Gather all lines in the records below that include the word "format".

Records from a dataset:
--------------------------------
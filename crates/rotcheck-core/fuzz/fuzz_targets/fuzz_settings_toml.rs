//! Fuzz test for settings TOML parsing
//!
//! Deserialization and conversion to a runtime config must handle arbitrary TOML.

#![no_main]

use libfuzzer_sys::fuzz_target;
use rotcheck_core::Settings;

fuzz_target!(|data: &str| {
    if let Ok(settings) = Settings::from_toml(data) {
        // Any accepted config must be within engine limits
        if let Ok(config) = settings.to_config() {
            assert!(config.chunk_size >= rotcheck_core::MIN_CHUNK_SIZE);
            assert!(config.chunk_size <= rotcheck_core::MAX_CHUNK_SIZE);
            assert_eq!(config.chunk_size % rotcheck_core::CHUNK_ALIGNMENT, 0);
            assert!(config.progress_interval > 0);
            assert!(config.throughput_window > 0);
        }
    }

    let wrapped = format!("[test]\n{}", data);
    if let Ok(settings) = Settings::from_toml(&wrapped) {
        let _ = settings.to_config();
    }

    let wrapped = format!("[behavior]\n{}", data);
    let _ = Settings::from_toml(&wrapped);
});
--------------------------------
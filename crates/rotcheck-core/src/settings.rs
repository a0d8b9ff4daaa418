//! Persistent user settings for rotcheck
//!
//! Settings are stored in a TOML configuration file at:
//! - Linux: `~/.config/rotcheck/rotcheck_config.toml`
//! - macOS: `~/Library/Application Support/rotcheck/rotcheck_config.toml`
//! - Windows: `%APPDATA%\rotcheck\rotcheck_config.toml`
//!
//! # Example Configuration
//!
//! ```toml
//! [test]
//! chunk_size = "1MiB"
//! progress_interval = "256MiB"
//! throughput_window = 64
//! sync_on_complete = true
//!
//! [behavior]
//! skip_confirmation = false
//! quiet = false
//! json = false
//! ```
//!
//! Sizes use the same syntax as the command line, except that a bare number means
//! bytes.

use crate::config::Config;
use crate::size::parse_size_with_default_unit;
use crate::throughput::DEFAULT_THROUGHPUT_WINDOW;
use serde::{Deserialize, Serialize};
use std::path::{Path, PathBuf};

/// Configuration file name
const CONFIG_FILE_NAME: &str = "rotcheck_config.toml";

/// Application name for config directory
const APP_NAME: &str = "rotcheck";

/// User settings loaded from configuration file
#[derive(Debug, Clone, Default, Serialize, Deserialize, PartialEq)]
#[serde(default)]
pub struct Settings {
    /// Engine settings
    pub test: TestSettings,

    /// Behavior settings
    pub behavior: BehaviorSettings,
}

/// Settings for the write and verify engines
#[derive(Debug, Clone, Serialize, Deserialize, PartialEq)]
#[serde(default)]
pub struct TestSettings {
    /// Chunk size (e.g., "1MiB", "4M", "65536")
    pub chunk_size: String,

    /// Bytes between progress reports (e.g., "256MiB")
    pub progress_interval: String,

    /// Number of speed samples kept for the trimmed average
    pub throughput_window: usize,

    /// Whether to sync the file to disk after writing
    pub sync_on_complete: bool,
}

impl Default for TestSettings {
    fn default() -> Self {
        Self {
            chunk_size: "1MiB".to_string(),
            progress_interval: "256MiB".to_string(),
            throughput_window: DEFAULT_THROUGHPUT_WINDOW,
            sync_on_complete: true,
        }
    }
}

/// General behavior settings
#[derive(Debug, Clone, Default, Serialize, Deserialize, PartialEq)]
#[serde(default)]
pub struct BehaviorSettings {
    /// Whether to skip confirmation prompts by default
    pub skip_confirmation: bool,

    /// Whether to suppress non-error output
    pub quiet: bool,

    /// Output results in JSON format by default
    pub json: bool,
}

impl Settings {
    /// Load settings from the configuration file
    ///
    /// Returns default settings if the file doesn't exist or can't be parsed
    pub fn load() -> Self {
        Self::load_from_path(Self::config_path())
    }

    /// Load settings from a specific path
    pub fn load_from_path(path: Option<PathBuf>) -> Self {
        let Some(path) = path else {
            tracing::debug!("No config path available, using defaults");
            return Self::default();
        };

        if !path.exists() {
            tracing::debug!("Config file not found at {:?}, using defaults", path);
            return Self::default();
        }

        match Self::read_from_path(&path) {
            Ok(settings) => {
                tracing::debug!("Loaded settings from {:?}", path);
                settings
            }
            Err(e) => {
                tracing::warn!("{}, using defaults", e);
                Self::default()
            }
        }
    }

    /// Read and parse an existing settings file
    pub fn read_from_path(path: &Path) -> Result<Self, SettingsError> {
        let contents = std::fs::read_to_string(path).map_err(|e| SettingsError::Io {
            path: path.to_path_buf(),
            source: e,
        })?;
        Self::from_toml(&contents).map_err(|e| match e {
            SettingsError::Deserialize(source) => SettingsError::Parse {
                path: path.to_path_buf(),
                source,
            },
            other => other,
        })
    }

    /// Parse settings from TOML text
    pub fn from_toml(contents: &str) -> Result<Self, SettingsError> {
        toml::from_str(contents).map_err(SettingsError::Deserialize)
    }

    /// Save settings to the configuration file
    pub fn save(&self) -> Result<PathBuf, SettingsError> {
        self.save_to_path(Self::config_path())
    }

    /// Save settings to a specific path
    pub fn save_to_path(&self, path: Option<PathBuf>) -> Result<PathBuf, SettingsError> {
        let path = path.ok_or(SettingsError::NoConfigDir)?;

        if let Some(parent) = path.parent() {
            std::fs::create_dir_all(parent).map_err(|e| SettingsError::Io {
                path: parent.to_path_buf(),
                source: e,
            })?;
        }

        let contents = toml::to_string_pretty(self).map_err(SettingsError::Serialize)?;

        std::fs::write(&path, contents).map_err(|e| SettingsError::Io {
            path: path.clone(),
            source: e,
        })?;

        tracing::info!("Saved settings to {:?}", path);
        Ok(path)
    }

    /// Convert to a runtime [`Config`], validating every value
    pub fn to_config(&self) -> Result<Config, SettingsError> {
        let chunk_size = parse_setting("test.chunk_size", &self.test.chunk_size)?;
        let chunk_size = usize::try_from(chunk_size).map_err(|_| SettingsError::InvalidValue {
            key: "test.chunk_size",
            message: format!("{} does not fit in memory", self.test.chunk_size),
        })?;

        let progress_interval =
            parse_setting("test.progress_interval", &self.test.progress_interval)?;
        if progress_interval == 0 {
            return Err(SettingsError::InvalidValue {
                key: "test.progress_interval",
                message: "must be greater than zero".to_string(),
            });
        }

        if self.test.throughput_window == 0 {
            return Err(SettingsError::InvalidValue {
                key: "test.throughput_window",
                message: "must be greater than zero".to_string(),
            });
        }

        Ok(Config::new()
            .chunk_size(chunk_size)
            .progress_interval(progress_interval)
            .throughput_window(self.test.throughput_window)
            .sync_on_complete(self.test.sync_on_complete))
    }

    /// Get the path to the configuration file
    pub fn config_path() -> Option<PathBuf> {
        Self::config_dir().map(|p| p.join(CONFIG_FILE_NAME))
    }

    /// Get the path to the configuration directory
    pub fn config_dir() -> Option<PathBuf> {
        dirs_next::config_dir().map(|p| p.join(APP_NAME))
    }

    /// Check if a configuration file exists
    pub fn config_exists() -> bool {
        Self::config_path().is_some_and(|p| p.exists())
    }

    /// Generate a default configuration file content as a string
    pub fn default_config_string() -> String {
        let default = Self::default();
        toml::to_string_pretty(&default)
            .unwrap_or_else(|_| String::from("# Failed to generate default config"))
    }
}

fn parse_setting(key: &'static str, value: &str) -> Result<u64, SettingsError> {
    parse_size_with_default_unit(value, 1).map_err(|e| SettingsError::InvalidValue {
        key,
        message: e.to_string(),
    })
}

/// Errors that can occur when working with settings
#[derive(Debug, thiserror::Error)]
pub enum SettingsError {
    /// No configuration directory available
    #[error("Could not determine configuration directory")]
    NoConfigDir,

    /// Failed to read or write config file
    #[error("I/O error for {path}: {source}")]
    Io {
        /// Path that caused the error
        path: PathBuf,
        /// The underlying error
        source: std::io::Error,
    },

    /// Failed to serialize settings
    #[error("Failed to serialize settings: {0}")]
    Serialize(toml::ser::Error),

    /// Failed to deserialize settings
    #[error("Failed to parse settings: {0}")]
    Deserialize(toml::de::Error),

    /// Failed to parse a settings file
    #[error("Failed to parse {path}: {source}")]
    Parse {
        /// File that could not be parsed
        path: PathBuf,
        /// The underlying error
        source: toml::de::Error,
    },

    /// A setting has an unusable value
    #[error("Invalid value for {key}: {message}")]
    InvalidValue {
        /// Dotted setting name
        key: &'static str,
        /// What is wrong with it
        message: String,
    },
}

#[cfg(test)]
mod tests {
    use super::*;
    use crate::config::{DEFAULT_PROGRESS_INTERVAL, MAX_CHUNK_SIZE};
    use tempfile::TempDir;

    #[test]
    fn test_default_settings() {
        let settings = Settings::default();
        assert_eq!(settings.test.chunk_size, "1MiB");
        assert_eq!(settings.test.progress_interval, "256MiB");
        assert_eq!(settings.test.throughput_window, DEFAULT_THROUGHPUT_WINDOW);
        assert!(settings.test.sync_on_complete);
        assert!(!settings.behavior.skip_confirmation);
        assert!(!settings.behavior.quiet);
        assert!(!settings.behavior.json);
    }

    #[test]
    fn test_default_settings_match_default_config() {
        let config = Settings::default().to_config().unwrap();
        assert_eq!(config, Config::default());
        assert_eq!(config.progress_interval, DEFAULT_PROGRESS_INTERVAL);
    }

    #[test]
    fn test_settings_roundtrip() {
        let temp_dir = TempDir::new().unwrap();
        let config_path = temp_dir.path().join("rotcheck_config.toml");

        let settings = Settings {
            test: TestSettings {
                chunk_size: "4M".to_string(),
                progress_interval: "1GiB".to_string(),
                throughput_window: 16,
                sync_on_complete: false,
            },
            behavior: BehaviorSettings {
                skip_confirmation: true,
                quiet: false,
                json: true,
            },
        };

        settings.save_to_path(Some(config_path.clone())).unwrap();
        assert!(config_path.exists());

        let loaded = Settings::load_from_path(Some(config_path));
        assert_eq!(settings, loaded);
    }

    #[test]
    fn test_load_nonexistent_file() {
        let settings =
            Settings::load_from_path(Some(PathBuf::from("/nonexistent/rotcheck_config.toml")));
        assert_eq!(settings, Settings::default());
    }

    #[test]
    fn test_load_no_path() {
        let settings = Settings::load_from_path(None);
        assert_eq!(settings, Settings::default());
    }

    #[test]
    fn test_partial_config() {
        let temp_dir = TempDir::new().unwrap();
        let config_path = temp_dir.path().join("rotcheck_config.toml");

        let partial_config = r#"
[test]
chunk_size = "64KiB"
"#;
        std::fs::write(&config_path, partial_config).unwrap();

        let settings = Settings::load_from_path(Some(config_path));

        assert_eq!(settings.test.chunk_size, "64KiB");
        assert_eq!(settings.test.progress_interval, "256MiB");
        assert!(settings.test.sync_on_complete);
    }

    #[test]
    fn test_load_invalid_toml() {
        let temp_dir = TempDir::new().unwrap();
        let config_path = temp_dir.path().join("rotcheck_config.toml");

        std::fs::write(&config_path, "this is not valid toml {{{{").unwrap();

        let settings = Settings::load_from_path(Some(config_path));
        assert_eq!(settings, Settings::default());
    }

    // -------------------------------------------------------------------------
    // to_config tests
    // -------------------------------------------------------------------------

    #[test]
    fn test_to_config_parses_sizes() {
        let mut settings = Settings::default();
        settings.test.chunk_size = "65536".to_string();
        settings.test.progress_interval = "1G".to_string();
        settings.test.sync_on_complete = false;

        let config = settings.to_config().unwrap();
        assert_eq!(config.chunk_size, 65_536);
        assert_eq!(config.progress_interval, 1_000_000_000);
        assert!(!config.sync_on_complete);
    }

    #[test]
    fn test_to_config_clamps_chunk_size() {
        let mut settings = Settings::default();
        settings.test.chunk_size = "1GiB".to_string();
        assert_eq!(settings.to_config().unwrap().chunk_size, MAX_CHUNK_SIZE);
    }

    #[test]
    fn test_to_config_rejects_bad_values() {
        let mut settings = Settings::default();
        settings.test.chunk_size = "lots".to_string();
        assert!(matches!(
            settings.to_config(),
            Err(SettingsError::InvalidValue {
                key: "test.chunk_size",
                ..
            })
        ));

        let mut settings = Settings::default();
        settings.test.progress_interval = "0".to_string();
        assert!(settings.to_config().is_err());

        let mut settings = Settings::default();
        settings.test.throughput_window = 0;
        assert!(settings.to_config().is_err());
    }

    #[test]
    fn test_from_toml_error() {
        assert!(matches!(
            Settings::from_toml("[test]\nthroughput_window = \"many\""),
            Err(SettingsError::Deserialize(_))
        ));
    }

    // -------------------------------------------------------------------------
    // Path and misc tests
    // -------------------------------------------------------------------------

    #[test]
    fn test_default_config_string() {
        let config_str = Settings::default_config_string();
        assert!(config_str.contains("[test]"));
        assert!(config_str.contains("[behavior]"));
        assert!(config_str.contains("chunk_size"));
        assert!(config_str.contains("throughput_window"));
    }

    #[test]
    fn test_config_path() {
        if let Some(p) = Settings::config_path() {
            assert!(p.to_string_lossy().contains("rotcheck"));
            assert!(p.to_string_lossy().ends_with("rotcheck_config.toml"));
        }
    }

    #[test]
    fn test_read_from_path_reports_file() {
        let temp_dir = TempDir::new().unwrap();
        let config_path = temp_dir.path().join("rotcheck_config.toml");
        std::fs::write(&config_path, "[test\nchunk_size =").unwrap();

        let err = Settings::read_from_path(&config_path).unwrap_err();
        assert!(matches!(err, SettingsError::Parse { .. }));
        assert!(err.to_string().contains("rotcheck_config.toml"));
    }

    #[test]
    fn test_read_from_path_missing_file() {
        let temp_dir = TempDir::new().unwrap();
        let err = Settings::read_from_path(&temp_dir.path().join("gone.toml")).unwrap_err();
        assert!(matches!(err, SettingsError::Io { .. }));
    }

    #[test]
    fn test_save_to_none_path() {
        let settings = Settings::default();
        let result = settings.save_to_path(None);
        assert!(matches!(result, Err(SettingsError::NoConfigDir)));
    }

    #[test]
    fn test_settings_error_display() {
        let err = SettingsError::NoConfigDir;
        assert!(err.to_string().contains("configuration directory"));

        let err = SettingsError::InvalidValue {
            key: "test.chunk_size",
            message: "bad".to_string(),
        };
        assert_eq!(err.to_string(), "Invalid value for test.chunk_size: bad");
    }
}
--------------------------------
**OUTPUT BELOW:**
    let wrapped = format!("[test]\n{}", data);
    let wrapped = format!("[behavior]\n{}", data);
    /// Output results in JSON format by default
            message: format!("{} does not fit in memory", self.test.chunk_size),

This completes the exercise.